Paulinho da Força: “Economia deve se livrar da Dilma para voltar a crescer”

A manutenção da taxa básica de juros (Selic) em 14,25% ao ano – resultado da reunião desta última quarta-feira (21) do Comitê de Política Monetária (Copom) – não surpreendeu o presidente nacional do Solidariedade, deputado Paulinho da Força (SP).

“O que esperar de um governo que trata sua equipe econômica como figuração e seu ministro da Fazenda como personagem meramente político? O cenário econômico do Brasil está desordenado. O contribuinte, que também é consumidor, vê, a cada reunião do Copom, seu poder de compra mais limitado e estagnado, mas as taxas de juros continuam astronômicas — não só no cartão de crédito ou financiamentos –, como também na água, na luz, no telefone e alimentação”, lamenta o deputado.

Paulinho afirma, ainda, não estar convencido de que o país saíra da recessão com a presidente Dilma Rousseff no comando. “Estamos em plena recessão apoiada em uma inflação fruto de uma sequência de erros, pedaladas e negligências fiscais cometidas pela presidente Dilma.

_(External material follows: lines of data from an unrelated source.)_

#[cfg(test)]
mod tests {
    use super::*;
    use crate::db::Db;
    use crate::inventory::{self, MovementRef, MovementType};
    use serde_json::json;

    async fn test_db() -> Db {
        let db = Db::open_in_memory().unwrap();
        db.write_tx(|tx| {
            tx.execute(
                "INSERT INTO stores (id, name, upi_vpa, active, created_at)
                 VALUES ('s1', 'Kirana One', 'kirana@upi', 1, '2026-01-01T00:00:00Z')",
                [],
            )?;
            tx.execute(
                "INSERT INTO pos_devices (id, store_id, device_token, active, label, created_at)
                 VALUES ('d1', 's1', 'feedbeef', 1, 'Counter 1', '2026-01-01T00:00:00Z')",
                [],
            )?;
            let (gp, _) = catalog::ensure_global_product(tx, "EAN", "x", "08901234567890", Some("Salt"))?;
            catalog::ensure_variant_for_global(tx, &gp, "Salt")?;
            inventory::apply_movement(tx, "s1", &gp, MovementType::Receive, 10, None, None, MovementRef::default())?;
            Ok(())
        })
        .await
        .unwrap();
        db
    }

    async fn salt_gp(db: &Db) -> String {
        db.read(|conn| {
            Ok(conn.query_row(
                "SELECT id FROM global_products WHERE global_name = 'Salt'",
                [],
                |row| row.get(0),
            )?)
        })
        .await
        .unwrap()
    }

    fn sale_event(event_id: &str, gp: &str, sale_id: &str) -> SyncEventInput {
        SyncEventInput {
            event_id: event_id.to_string(),
            event_type: "SALE_CREATED".to_string(),
            payload: json!({
                "saleId": sale_id,
                "offlineReceiptRef": format!("receipt-{sale_id}"),
                "items": [
                    {"globalProductId": gp, "quantity": 2, "priceMinor": 1500}
                ]
            }),
        }
    }

    fn envelope(events: Vec<SyncEventInput>) -> SyncEnvelope {
        SyncEnvelope { pending_outbox_count: Some(events.len() as i64), events }
    }

    #[tokio::test]
    async fn sale_event_applies_stock_immediately() {
        let db = test_db().await;
        let gp = salt_gp(&db).await;

        let response = db
            .with_conn(|conn| process_batch(conn, "s1", "d1", &envelope(vec![sale_event("e1", &gp, "cs-1")])))
            .await
            .unwrap();
        assert_eq!(response.results[0].status, "applied");
        assert_eq!(response.sale_mappings.len(), 1);
        assert_eq!(response.sale_mappings[0].client_sale_id.as_deref(), Some("cs-1"));

        db.read(|conn| {
            let qty: i64 = conn.query_row(
                "SELECT available_qty FROM store_inventory WHERE store_id = 's1'",
                [],
                |row| row.get(0),
            )?;
            assert_eq!(qty, 8);
            assert_eq!(inventory::fetch_ledger_stock(conn, "s1", &gp)?, 8);
            Ok(())
        })
        .await
        .unwrap();
    }

    #[tokio::test]
    async fn duplicate_event_is_a_noop_with_mapping() {
        let db = test_db().await;
        let gp = salt_gp(&db).await;

        let first = db
            .with_conn(|conn| process_batch(conn, "s1", "d1", &envelope(vec![sale_event("e1", &gp, "cs-1")])))
            .await
            .unwrap();
        let replay = db
            .with_conn(|conn| process_batch(conn, "s1", "d1", &envelope(vec![sale_event("e1", &gp, "cs-1")])))
            .await
            .unwrap();

        assert_eq!(replay.results[0].status, "duplicate_ignored");
        assert_eq!(replay.sale_mappings.len(), 1);
        assert_eq!(
            replay.sale_mappings[0].server_sale_id,
            first.sale_mappings[0].server_sale_id
        );
        assert_eq!(replay.sale_mappings[0].bill_ref, first.sale_mappings[0].bill_ref);

        db.read(|conn| {
            let sales: i64 = conn.query_row("SELECT COUNT(*) FROM sales", [], |row| row.get(0))?;
            assert_eq!(sales, 1);
            let qty: i64 = conn.query_row(
                "SELECT available_qty FROM store_inventory WHERE store_id = 's1'",
                [],
                |row| row.get(0),
            )?;
            assert_eq!(qty, 8);
            Ok(())
        })
        .await
        .unwrap();
    }

    #[tokio::test]
    async fn rejected_event_does_not_abort_siblings() {
        let db = test_db().await;
        let gp = salt_gp(&db).await;

        let bad = SyncEventInput {
            event_id: "e-bad".to_string(),
            event_type: "SALE_CREATED".to_string(),
            payload: json!({
                "saleId": "cs-bad",
                "items": [{"globalProductId": gp, "quantity": 99, "priceMinor": 1500}]
            }),
        };
        let response = db
            .with_conn(|conn| {
                process_batch(
                    conn,
                    "s1",
                    "d1",
                    &envelope(vec![bad, sale_event("e-good", &gp, "cs-good")]),
                )
            })
            .await
            .unwrap();

        assert_eq!(response.results[0].status, "rejected");
        assert_eq!(response.results[0].error.as_deref(), Some("insufficient_stock"));
        assert_eq!(response.results[1].status, "applied");

        let sales: i64 = db
            .read(|conn| Ok(conn.query_row("SELECT COUNT(*) FROM sales", [], |row| row.get(0))?))
            .await
            .unwrap();
        assert_eq!(sales, 1);
    }

    #[tokio::test]
    async fn unknown_event_type_is_rejected() {
        let db = test_db().await;
        let event = SyncEventInput {
            event_id: "e-odd".to_string(),
            event_type: "CART_ABANDONED".to_string(),
            payload: json!({}),
        };
        let response = db
            .with_conn(|conn| process_batch(conn, "s1", "d1", &envelope(vec![event])))
            .await
            .unwrap();
        assert_eq!(response.results[0].status, "rejected");
        assert_eq!(response.results[0].error.as_deref(), Some("unknown event type"));
    }

    #[tokio::test]
    async fn offline_payment_moves_sale_status() {
        let db = test_db().await;
        let gp = salt_gp(&db).await;
        db.with_conn(|conn| process_batch(conn, "s1", "d1", &envelope(vec![sale_event("e1", &gp, "cs-1")])))
            .await
            .unwrap();

        let pay = SyncEventInput {
            event_id: "e2".to_string(),
            event_type: "PAYMENT_CASH".to_string(),
            payload: json!({"saleId": "cs-1"}),
        };
        let response = db
            .with_conn(|conn| process_batch(conn, "s1", "d1", &envelope(vec![pay])))
            .await
            .unwrap();
        assert_eq!(response.results[0].status, "applied");

        db.read(|conn| {
            let status: String = conn.query_row(
                "SELECT status FROM sales WHERE id = 'cs-1'",
                [],
                |row| row.get(0),
            )?;
            assert_eq!(status, "PAID_CASH");
            let payments: i64 = conn.query_row(
                "SELECT COUNT(*) FROM payments WHERE sale_id = 'cs-1' AND mode = 'CASH' AND status = 'PAID'",
                [],
                |row| row.get(0),
            )?;
            assert_eq!(payments, 1);
            Ok(())
        })
        .await
        .unwrap();
    }

    #[tokio::test]
    async fn replayed_payment_with_fresh_event_id_inserts_no_second_row() {
        let db = test_db().await;
        let gp = salt_gp(&db).await;
        db.with_conn(|conn| process_batch(conn, "s1", "d1", &envelope(vec![sale_event("e1", &gp, "cs-1")])))
            .await
            .unwrap();

        for event_id in ["e2", "e3"] {
            let pay = SyncEventInput {
                event_id: event_id.to_string(),
                event_type: "PAYMENT_CASH".to_string(),
                payload: json!({"saleId": "cs-1"}),
            };
            db.with_conn(|conn| process_batch(conn, "s1", "d1", &envelope(vec![pay])))
                .await
                .unwrap();
        }

        let payments: i64 = db
            .read(|conn| {
                Ok(conn.query_row(
                    "SELECT COUNT(*) FROM payments WHERE sale_id = 'cs-1'",
                    [],
                    |row| row.get(0),
                )?)
            })
            .await
            .unwrap();
        assert_eq!(payments, 1);
    }

    #[tokio::test]
    async fn collection_event_round_trips_mapping() {
        let db = test_db().await;
        let event = SyncEventInput {
            event_id: "e-col".to_string(),
            event_type: "COLLECTION_CREATED".to_string(),
            payload: json!({
                "collectionId": "col-1",
                "amountMinor": 25_000,
                "mode": "CASH"
            }),
        };
        let first = db
            .with_conn(|conn| process_batch(conn, "s1", "d1", &envelope(vec![event])))
            .await
            .unwrap();
        assert_eq!(first.collection_mappings[0].client_collection_id, "col-1");

        let replay_event = SyncEventInput {
            event_id: "e-col".to_string(),
            event_type: "COLLECTION_CREATED".to_string(),
            payload: json!({
                "collectionId": "col-1",
                "amountMinor": 25_000,
                "mode": "CASH"
            }),
        };
        let replay = db
            .with_conn(|conn| process_batch(conn, "s1", "d1", &envelope(vec![replay_event])))
            .await
            .unwrap();
        assert_eq!(replay.results[0].status, "duplicate_ignored");
        assert_eq!(replay.collection_mappings.len(), 1);

        let count: i64 = db
            .read(|conn| Ok(conn.query_row("SELECT COUNT(*) FROM collections", [], |row| row.get(0))?))
            .await
            .unwrap();
        assert_eq!(count, 1);
    }

    #[tokio::test]
    async fn purchase_submit_delegates_with_skip() {
        let db = test_db().await;
        let payload = json!({
            "purchaseId": "pur-1",
            "items": [{
                "barcode": "8901111111111",
                "productName": "Atta",
                "quantity": 10,
                "unit": "kg",
                "unitCostMinor": 4000
            }]
        });
        for event_id in ["e1", "e2"] {
            let event = SyncEventInput {
                event_id: event_id.to_string(),
                event_type: "PURCHASE_SUBMIT".to_string(),
                payload: payload.clone(),
            };
            let response = db
                .with_conn(|conn| process_batch(conn, "s1", "d1", &envelope(vec![event])))
                .await
                .unwrap();
            assert_eq!(response.results[0].status, "applied");
        }

        let purchases: i64 = db
            .read(|conn| Ok(conn.query_row("SELECT COUNT(*) FROM purchases", [], |row| row.get(0))?))
            .await
            .unwrap();
        assert_eq!(purchases, 1);
    }

    #[tokio::test]
    async fn product_price_set_by_barcode() {
        let db = test_db().await;
        let event = SyncEventInput {
            event_id: "e-price".to_string(),
            event_type: "PRODUCT_PRICE_SET".to_string(),
            payload: json!({"barcode": "8902222222222", "sellingPriceMinor": 9900}),
        };
        db.with_conn(|conn| process_batch(conn, "s1", "d1", &envelope(vec![event])))
            .await
            .unwrap();

        let price: i64 = db
            .read(|conn| {
                Ok(conn.query_row(
                    "SELECT selling_price_minor FROM retailer_variants WHERE store_id = 's1'",
                    [],
                    |row| row.get(0),
                )?)
            })
            .await
            .unwrap();
        assert_eq!(price, 9900);
    }

    #[tokio::test]
    async fn heartbeat_fields_are_updated() {
        let db = test_db().await;
        db.with_conn(|conn| process_batch(conn, "s1", "d1", &envelope(vec![])))
            .await
            .unwrap();
        db.read(|conn| {
            let (seen, synced, outbox): (Option<String>, Option<String>, i64) = conn.query_row(
                "SELECT last_seen_online, last_sync_at, pending_outbox_count FROM pos_devices WHERE id = 'd1'",
                [],
                |row| Ok((row.get(0)?, row.get(1)?, row.get(2)?)),
            )?;
            assert!(seen.is_some());
            assert!(synced.is_some());
            assert_eq!(outbox, 0);
            Ok(())
        })
        .await
        .unwrap();
    }
}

Diante deste cenário, qualquer medida que ela venha a tomar vai ter efeito nulo, sem impacto na economia a curto e médio prazo, e sem reação na indústria. Para que a economia volte a crescer, temos que nos livrar da Dilma”, afirma o parlamentar.

Inflação

A expectativa que antecedia a reunião do Copom era manutenção da Selic – principal índice do Banco Central para manter o controle da inflação – no atual patamar, 14,25% ao ano. A Selic passou por um ciclo de sete altas seguidas e retomou o nível de outubro de 2006.

O Banco Central prevê para este ano uma inflação de 9,5%. Os analistas do mercado acreditam que o IPCA deverá somar 9,75%. Com isso, a inflação deverá superar o teto do sistema de metas em 2015, algo que não acontece desde 2003.